А брат у нас, и верно, охотник был. Мы, все выпивающие, в первый момент в лице переменились. Тут поминки и тут — «явленная». Суеверно же! Бабы в куть сбились, крестются. Ладно, средний брат меньше выпивши был. Не оробел он — цоп с нее платок, цоп маску! А под маской — он. Мститель теперешний… Ощеряется стоит. Я, говорит, повеселить вас желал. От рыданьев отвлекчи. Ну, мы с напугу — и позорно опять же перед деревенским мнением — чуть не засекли его в тот раз. Уложили на скамейку, юбки завернули и пошли полыскать. Брат левую полушарию секет, я — правую. Свись — шлеп только, свись — шлеп!

— Параскеве! Пятнице! Параскеве! Пятнице! — И чем дальше, то смачней нам. Под приговорку-то рука сама несет.

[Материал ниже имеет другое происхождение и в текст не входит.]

impl BoardStore {
    // --- Z-order ---

    /// Widgets and elements interleaved bottom-to-top.
    pub fn entities_in_z_order(&self) -> Vec<EntityRef> {
        let Some(board) = self.board() else {
            return Vec::new();
        };
        let mut all: Vec<(i64, EntityRef)> = board
            .widgets
            .iter()
            .map(|w| (w.z_index, EntityRef::widget(w.id)))
            .chain(board.elements.iter().map(|e| (e.z_index(), EntityRef::element(e.id()))))
            .collect();
        all.sort_by_key(|(z, _)| *z);
        all.into_iter().map(|(_, e)| e).collect()
    }

    /// Existing refs sorted by current z, deduplicated.
    fn sorted_existing(&self, entities: &[EntityRef]) -> EngineResult<Vec<EntityRef>> {
        let board = self.board_ref()?;
        let mut seen = HashSet::new();
        let mut found: Vec<(i64, EntityRef)> = entities
            .iter()
            .filter(|e| seen.insert(**e))
            .filter_map(|e| board.entity_z(*e).map(|z| (z, *e)))
            .collect();
        found.sort_by_key(|(z, _)| *z);
        Ok(found.into_iter().map(|(_, e)| e).collect())
    }

    /// Give `entities` consecutive z-indices starting at `first`, keeping
    /// their relative order. Not recorded.
    fn assign_z(&mut self, entities: &[EntityRef], first: i64) -> EngineResult<()> {
        let board = self.board_mut()?;
        let mut kinds = HashSet::new();
        for (offset, entity) in (0_i64..).zip(entities) {
            board.set_entity_z(*entity, first + offset);
            kinds.insert(entity.kind);
        }
        for kind in kinds {
            self.notify(Self::kind_event(kind));
        }
        Ok(())
    }

    /// Move `entities` above everything else.
    pub fn bring_to_front(&mut self, entities: &[EntityRef]) -> EngineResult<bool> {
        let targets = self.sorted_existing(entities)?;
        if targets.is_empty() {
            return Ok(false);
        }
        let next = self.board_ref()?.next_z();
        self.record("Bring to front")?;
        self.assign_z(&targets, next)?;
        self.touch();
        Ok(true)
    }

    /// Move `entities` below everything else.
    pub fn send_to_back(&mut self, entities: &[EntityRef]) -> EngineResult<bool> {
        let targets = self.sorted_existing(entities)?;
        if targets.is_empty() {
            return Ok(false);
        }
        let min = self.board_ref()?.min_z().unwrap_or(0);
        self.record("Send to back")?;
        self.assign_z(&targets, min - targets.len() as i64)?;
        self.touch();
        Ok(true)
    }

    /// Swap with the next entity up. False when already on top.
    pub fn bring_forward(&mut self, entity: EntityRef) -> EngineResult<bool> {
        self.swap_with_neighbour(entity, 1, "Bring forward")
    }

    /// Swap with the next entity down. False when already at the bottom.
    pub fn send_backward(&mut self, entity: EntityRef) -> EngineResult<bool> {
        self.swap_with_neighbour(entity, -1, "Send backward")
    }

    fn swap_with_neighbour(&mut self, entity: EntityRef, step: isize, label: &str) -> EngineResult<bool> {
        let order = self.entities_in_z_order();
        let Some(index) = order.iter().position(|e| *e == entity) else {
            return Ok(false);
        };
        let Some(other) = index.checked_add_signed(step).and_then(|i| order.get(i)).copied() else {
            return Ok(false);
        };
        let board = self.board_ref()?;
        let (Some(z_self), Some(z_other)) = (board.entity_z(entity), board.entity_z(other)) else {
            return Ok(false);
        };
        // Equal z-indices (from an imported document) still need a strict order.
        let (new_self, new_other) = if z_self == z_other { (z_other + step as i64, z_self) } else { (z_other, z_self) };
        self.record(label)?;
        let board = self.board_mut()?;
        board.set_entity_z(entity, new_self);
        board.set_entity_z(other, new_other);
        self.touch();
        self.notify(Self::kind_event(entity.kind));
        self.notify(Self::kind_event(other.kind));
        Ok(true)
    }

    // --- Selection ---

    pub fn is_selected(&self, entity: EntityRef) -> bool {
        self.selection.contains(entity)
    }

    /// Select `entity` (and its group) alone, raising it to the top.
    pub fn select(&mut self, entity: EntityRef) -> EngineResult<bool> {
        if !self.board_ref()?.contains(entity) {
            return Ok(false);
        }
        let expanded = self.expand_groups(&[entity]);
        self.raise_quietly(&expanded)?;
        self.selection.set(expanded);
        self.notify(ChangeEvent::SelectionChanged);
        Ok(true)
    }

    pub fn add_to_selection(&mut self, entity: EntityRef) -> EngineResult<bool> {
        if !self.board_ref()?.contains(entity) {
            return Ok(false);
        }
        let mut added = false;
        for e in self.expand_groups(&[entity]) {
            added |= self.selection.insert(e);
        }
        if added {
            self.notify(ChangeEvent::SelectionChanged);
        }
        Ok(added)
    }

    /// Remove `entity` (and its group) from the selection.
    pub fn deselect(&mut self, entity: EntityRef) -> bool {
        let mut removed = false;
        for e in self.expand_groups(&[entity]) {
            removed |= self.selection.remove(e);
        }
        if removed {
            self.notify(ChangeEvent::SelectionChanged);
        }
        removed
    }

    /// Add if absent, remove if present.
    pub fn toggle_selection(&mut self, entity: EntityRef) -> EngineResult<bool> {
        if self.selection.contains(entity) {
            Ok(self.deselect(entity))
        } else {
            self.add_to_selection(entity)
        }
    }

    pub fn clear_selection(&mut self) -> bool {
        if self.selection.is_empty() {
            return false;
        }
        self.selection.clear();
        self.notify(ChangeEvent::SelectionChanged);
        true
    }

    /// Select every visible widget and every element.
    pub fn select_all(&mut self) -> EngineResult<usize> {
        let board = self.board_ref()?;
        let all: Vec<EntityRef> = board
            .widgets
            .iter()
            .filter(|w| w.is_visible())
            .map(|w| EntityRef::widget(w.id))
            .chain(board.elements.iter().map(|e| EntityRef::element(e.id())))
            .collect();
        self.selection.set(all);
        self.notify(ChangeEvent::SelectionChanged);
        Ok(self.selection.len())
    }

    /// Replace the selection. Unknown refs are dropped, groups expanded.
    pub fn set_selection(&mut self, entities: &[EntityRef]) -> EngineResult<usize> {
        let board = self.board_ref()?;
        let existing: Vec<EntityRef> = entities.iter().copied().filter(|e| board.contains(*e)).collect();
        let expanded = self.expand_groups(&existing);
        if expanded.as_slice() != self.selection.items() {
            self.selection.set(expanded);
            self.notify(ChangeEvent::SelectionChanged);
        }
        Ok(self.selection.len())
    }

    /// Union of the selected entities' rects.
    pub fn selection_bounds(&self) -> Option<Bounds> {
        let board = self.board()?;
        union_bounds(self.selection.items().iter().filter_map(|e| board.entity_bounds(*e)))
    }

    /// Delete everything selected as one undoable action.
    pub fn delete_selection(&mut self) -> EngineResult<usize> {
        let targets: Vec<EntityRef> = self.selection.items().to_vec();
        if targets.is_empty() {
            return Ok(0);
        }
        self.batch("Delete", |store| {
            let mut removed = 0;
            for entity in targets {
                if store.purge_entity(entity)? {
                    removed += 1;
                }
            }
            Ok(removed)
        })
    }

    /// Duplicate everything selected as one undoable action and select the
    /// copies. Bindings and groups entirely inside the selection carry over
    /// to the copies.
    pub fn duplicate_selection(&mut self) -> EngineResult<Vec<EntityRef>> {
        let sources = self.sorted_existing(self.selection.items())?;
        if sources.is_empty() {
            return Ok(Vec::new());
        }
        let source_ids: HashSet<uuid::Uuid> = sources.iter().map(|e| e.id).collect();
        let offset = self.config.duplicate_offset;
        let copies = self.batch("Duplicate", |store| {
            let mut id_map = HashMap::new();
            let mut copies = Vec::new();
            for source in &sources {
                let copy = match source.kind {
                    EntityKind::Widget => {
                        let Some(widget) = store.widget(source.id).cloned() else { continue };
                        let state = store.copy_module_state(&widget);
                        EntityRef::widget(store.insert_widget_copy(widget, kurbo::Vec2::new(offset, offset), state)?)
                    }
                    EntityKind::Element => {
                        let Some(mut element) = store.element(source.id).cloned() else { continue };
                        element.regenerate_id();
                        if let Some(line) = element.as_linear_mut() {
                            for binding in [&mut line.start_binding, &mut line.end_binding] {
                                if binding.is_some_and(|b| !source_ids.contains(&b.element_id)) {
                                    *binding = None;
                                }
                            }
                        }
                        EntityRef::element(store.insert_element(element, kurbo::Vec2::new(offset, offset))?)
                    }
                };
                id_map.insert(source.id, copy.id);
                copies.push(copy);
            }
            store.remap_copied_references(&id_map)?;
            store.selection.set(copies.iter().copied());
            store.notify(ChangeEvent::SelectionChanged);
            Ok(copies)
        })?;
        Ok(copies)
    }

    /// Point copied bindings at copied targets, drop the rest, and rebuild
    /// groups whose members were all copied.
    fn remap_copied_references(&mut self, id_map: &HashMap<uuid::Uuid, uuid::Uuid>) -> EngineResult<()> {
        let board = self.board_mut()?;
        let copied: HashSet<uuid::Uuid> = id_map.values().copied().collect();
        let mut bound_lines = Vec::new();
        for element in board.elements.iter_mut().filter(|e| copied.contains(&e.id())) {
            let id = element.id();
            if let Some(line) = element.as_linear_mut() {
                for binding in [&mut line.start_binding, &mut line.end_binding] {
                    *binding = binding.and_then(|b| {
                        id_map.get(&b.element_id).map(|target| crate::elements::ArrowBinding { element_id: *target, ..b })
                    });
                }
                if line.start_binding.is_some() || line.end_binding.is_some() {
                    bound_lines.push(id);
                }
            }
        }
        for id in bound_lines {
            super::bindings::resolve_line_bindings(board, id);
        }
        let new_groups: Vec<_> = board
            .groups
            .iter()
            .filter_map(|g| {
                let members: Option<Vec<_>> = g.member_ids.iter().map(|m| id_map.get(m).copied()).collect();
                members.map(|member_ids| crate::document::ElementGroup { id: uuid::Uuid::new_v4(), member_ids })
            })
            .collect();
        if !new_groups.is_empty() {
            board.groups.extend(new_groups);
            self.notify(ChangeEvent::GroupsChanged);
        }
        Ok(())
    }

    /// Raise `entities` to the top without recording history.
    fn raise_quietly(&mut self, entities: &[EntityRef]) -> EngineResult<()> {
        let board = self.board_ref()?;
        let Some(max) = board.max_z() else {
            return Ok(());
        };
        let targets = self.sorted_existing(entities)?;
        let top_count = targets.len() as i64;
        let already_on_top = targets
            .iter()
            .enumerate()
            .all(|(i, e)| board.entity_z(*e) == Some(max - top_count + 1 + i as i64));
        if already_on_top {
            return Ok(());
        }
        self.assign_z(&targets, max + 1)
    }

    // --- Spatial queries ---

    /// Entities under `point`, topmost first. Hidden widgets are skipped.
    ///
    /// `tolerance` is in canvas units and widens thin targets such as lines.
    pub fn entities_at_point(&self, point: Point, tolerance: f64) -> Vec<EntityRef> {
        let Some(board) = self.board() else {
            return Vec::new();
        };
        let mut hits: Vec<EntityRef> = self
            .entities_in_z_order()
            .into_iter()
            .filter(|e| match e.kind {
                EntityKind::Widget => board.widget(e.id).is_some_and(|w| w.is_visible() && w.rect.contains(point)),
                EntityKind::Element => board.element(e.id).is_some_and(|el| element_hit(el, point, tolerance)),
            })
            .collect();
        hits.reverse();
        hits
    }

    pub fn entity_at(&self, point: Point, tolerance: f64) -> Option<EntityRef> {
        self.entities_at_point(point, tolerance).into_iter().next()
    }

    /// Entities whose rect intersects `rect` (tolerantly), bottom-to-top.
    pub fn entities_in_rect(&self, rect: Bounds) -> Vec<EntityRef> {
        let Some(board) = self.board() else {
            return Vec::new();
        };
        self.entities_in_z_order()
            .into_iter()
            .filter(|e| match e.kind {
                EntityKind::Widget => board.widget(e.id).is_some_and(|w| w.is_visible() && rects_intersect(rect, w.rect)),
                EntityKind::Element => board.element(e.id).is_some_and(|el| rects_intersect(rect, el.bounds())),
            })
            .collect()
    }
}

А тут вдова с начиненным патронташем вбежала. Как развернется с обеих плеч шестнадцатым калибром — по всему материку разместилось. И тоже под приговорку:

— Рябчики! — визжит. — Куропаточки! Тетерки! — Боровую дичь перебрала, за плавающую принялась: — Чирушки! Нырушки!

Вот в какой срам втравил! По поверью-то душа покойника последний раз в родном кругу присутствует, а нам его заголить пришлось. Приятно ей это? Конечно, выпивши были… Хоть как суди…

— Ну и подействовало? — сквозь смех спросил ротный.

— Горбатого, видно, могила одна… — вздохнул Ефим. — Это надо же такую папаху поиметь! Так что прошу, товарищ старший лейтенант. Я наблюду. А то он и здесь изобретет. Штаны, понимаешь, голубые…

Оказались дядя с племянником в одном взводе и в одном отделении. Через три дня переобмундировались наши партизаны. Свое, что на них было, старшина забирать не стал… Девай куда хочешь. Забрось, продай, подари — только вещмешок не отягчай. «Сверху» так приказано было. По-другому поступи — еще обидишь партизана. Кровью, скажет, добыто. Гусара к этому времени из партизанского Трыкотажа в регулярного Гагая перевели. За этот его особенный смешок Жора Гагай стали звать.

Гардеробом своим он так распорядился. Венгерку артиллеристам променял — пару комсоставского обмундирования за нее взял. Шаровары на портянки раскроили. Себе, дяде и командирам. Бинокль, сапоги и компас не противопоказаны были… При нем остались. Папаха тоже. Сколько он ее ни нахваливал — подходящего рода войск под нее не находилось. Приспособились они с дядей в изголовье ее класть. Как коты, блаженствуют! Шашкой хлеб режут да растопку для печурки строгают.